§ **WHAT THE TASK ASKS**:
Filter these entries so that only lines with the word "Strongly" remain.

** TASK DATA follows **

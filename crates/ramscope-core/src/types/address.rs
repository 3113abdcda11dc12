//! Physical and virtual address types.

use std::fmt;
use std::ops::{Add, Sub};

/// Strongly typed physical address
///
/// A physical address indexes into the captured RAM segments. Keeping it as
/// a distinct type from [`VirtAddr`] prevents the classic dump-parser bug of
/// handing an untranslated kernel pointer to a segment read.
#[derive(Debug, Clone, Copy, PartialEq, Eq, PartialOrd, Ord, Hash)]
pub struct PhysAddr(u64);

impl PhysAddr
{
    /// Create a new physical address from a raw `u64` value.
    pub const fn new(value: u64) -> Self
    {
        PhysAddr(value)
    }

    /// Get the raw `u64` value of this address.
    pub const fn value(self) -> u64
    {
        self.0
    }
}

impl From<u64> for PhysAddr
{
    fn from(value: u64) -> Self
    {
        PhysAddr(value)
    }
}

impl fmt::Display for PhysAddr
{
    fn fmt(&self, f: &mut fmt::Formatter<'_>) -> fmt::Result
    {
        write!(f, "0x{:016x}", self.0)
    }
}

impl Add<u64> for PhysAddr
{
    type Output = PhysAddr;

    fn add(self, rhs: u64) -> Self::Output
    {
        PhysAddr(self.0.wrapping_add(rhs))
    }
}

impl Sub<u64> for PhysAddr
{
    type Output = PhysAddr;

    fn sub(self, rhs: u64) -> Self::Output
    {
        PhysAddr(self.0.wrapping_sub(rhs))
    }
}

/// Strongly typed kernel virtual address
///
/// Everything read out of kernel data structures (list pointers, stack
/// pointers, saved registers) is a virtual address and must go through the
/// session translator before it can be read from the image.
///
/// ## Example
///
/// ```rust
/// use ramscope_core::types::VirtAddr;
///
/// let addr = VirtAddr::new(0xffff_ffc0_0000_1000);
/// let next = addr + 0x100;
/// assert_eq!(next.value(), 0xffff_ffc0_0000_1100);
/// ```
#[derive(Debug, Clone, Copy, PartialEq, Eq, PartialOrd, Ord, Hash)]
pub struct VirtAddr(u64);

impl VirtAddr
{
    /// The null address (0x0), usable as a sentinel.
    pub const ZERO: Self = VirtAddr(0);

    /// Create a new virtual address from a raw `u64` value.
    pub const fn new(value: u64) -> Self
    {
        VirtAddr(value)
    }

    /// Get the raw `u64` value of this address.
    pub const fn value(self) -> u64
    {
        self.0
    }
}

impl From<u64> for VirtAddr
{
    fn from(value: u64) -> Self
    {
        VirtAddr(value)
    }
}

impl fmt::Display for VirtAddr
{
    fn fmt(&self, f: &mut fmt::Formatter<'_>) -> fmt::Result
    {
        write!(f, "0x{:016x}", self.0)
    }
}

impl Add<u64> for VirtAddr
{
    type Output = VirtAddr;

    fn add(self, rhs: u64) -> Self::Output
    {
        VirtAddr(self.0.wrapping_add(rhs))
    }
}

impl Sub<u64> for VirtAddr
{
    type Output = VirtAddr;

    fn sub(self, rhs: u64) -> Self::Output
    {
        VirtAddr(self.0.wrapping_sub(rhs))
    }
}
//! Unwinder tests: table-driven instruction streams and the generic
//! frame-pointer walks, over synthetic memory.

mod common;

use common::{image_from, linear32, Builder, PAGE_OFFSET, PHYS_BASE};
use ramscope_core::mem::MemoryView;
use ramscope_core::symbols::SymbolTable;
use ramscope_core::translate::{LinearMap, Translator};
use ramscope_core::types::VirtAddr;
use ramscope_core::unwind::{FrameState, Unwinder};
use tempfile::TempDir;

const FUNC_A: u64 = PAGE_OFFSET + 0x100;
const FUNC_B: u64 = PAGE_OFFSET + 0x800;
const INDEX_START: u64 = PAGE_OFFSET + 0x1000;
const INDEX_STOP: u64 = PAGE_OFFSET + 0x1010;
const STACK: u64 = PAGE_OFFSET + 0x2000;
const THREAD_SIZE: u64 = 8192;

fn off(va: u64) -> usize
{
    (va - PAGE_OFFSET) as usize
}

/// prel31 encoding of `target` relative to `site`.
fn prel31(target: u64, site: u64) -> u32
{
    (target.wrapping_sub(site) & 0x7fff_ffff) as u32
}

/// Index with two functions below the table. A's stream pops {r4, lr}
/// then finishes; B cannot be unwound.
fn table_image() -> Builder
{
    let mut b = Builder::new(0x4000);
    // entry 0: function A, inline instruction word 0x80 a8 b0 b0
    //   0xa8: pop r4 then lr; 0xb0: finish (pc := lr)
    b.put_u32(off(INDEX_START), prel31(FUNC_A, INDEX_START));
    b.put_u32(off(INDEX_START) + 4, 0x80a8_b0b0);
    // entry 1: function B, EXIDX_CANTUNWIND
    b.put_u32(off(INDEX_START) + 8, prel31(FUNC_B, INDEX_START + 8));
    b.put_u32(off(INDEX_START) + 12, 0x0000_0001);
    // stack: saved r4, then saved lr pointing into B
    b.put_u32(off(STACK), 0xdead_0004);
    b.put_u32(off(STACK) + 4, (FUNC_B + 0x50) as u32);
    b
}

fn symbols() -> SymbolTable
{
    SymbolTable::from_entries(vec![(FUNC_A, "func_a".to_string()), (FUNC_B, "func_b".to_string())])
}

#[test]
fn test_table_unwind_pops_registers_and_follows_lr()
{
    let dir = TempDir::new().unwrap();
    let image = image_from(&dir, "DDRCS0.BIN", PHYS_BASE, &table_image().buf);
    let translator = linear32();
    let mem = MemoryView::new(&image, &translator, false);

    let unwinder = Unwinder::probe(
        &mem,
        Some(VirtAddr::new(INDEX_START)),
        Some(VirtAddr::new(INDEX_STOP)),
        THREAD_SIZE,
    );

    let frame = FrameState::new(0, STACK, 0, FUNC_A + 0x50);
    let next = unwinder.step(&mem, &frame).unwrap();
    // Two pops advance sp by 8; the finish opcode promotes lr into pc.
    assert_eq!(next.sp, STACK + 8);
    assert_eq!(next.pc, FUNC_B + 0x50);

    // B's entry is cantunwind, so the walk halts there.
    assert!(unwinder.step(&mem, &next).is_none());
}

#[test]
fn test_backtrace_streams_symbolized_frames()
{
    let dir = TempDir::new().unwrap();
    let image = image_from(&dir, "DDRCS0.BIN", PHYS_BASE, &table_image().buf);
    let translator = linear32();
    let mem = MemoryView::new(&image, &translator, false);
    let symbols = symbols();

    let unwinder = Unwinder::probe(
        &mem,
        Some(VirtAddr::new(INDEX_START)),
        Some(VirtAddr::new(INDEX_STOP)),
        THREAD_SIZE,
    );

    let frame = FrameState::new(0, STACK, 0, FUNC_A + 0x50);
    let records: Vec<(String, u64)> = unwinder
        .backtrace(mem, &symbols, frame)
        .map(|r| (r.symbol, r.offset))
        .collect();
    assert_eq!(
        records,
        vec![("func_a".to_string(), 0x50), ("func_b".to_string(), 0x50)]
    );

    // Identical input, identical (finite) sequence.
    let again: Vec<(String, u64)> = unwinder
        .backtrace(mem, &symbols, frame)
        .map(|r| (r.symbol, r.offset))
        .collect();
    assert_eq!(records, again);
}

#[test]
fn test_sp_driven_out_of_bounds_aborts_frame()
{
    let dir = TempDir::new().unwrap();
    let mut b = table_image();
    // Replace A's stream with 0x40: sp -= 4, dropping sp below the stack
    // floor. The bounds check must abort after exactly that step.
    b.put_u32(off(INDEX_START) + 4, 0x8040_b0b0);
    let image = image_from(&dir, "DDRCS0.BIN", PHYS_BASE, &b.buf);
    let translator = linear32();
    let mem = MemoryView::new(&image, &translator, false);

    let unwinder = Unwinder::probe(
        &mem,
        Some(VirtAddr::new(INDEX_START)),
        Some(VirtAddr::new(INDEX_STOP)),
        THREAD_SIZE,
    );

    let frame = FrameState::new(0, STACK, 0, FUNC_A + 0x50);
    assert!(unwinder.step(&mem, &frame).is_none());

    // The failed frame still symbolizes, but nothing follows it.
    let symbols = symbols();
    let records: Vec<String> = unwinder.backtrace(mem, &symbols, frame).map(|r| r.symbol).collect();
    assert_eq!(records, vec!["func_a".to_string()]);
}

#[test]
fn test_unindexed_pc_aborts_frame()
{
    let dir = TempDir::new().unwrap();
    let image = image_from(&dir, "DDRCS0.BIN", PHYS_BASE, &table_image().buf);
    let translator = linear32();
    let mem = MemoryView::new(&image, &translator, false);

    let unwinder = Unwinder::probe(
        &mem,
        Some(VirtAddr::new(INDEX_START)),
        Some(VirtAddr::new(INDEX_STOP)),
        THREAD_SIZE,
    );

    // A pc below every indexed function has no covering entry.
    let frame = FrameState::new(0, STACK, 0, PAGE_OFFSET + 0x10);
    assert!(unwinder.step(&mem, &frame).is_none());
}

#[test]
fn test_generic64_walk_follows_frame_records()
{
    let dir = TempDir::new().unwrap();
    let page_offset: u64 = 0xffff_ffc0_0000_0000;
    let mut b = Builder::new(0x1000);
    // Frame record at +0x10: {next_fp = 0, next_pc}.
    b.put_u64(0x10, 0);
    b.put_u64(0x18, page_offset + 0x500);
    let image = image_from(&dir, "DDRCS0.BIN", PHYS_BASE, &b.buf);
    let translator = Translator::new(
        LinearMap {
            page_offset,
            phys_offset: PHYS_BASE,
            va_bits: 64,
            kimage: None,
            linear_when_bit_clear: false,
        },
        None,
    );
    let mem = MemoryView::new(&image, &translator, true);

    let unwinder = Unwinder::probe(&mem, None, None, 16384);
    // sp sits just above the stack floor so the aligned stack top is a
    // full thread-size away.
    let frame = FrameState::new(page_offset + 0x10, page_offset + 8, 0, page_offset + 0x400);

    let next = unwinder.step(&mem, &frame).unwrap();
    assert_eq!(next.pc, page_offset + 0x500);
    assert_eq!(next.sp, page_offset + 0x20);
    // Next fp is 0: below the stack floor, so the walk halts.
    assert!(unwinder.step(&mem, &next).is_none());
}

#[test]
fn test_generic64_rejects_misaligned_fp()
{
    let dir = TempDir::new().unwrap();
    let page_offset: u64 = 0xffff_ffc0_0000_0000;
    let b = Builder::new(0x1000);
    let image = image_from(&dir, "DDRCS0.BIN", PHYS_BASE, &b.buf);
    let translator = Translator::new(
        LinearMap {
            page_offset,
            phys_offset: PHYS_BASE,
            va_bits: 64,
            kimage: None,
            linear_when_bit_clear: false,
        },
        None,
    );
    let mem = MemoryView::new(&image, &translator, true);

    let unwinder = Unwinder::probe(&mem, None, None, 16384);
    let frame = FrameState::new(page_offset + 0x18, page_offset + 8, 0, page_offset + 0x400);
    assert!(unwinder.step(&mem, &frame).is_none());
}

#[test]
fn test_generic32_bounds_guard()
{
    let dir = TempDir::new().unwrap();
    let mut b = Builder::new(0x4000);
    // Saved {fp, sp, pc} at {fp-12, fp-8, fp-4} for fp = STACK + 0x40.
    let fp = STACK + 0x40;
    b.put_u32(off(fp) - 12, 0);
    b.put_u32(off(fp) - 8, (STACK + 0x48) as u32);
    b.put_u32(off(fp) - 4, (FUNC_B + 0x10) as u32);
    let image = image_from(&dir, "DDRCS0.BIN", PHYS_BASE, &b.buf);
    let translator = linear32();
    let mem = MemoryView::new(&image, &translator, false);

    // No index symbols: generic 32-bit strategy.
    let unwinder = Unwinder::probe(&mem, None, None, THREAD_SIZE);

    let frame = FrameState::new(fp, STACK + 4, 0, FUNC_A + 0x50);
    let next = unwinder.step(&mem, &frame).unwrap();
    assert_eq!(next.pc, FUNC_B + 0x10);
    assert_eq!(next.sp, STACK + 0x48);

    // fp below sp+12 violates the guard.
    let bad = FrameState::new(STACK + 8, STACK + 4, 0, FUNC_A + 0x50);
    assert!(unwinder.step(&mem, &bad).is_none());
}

** End of TASK DATA **

§ **ANSWER FOR THIS EXERCISE**:
/// Strongly typed physical address
/// Strongly typed kernel virtual address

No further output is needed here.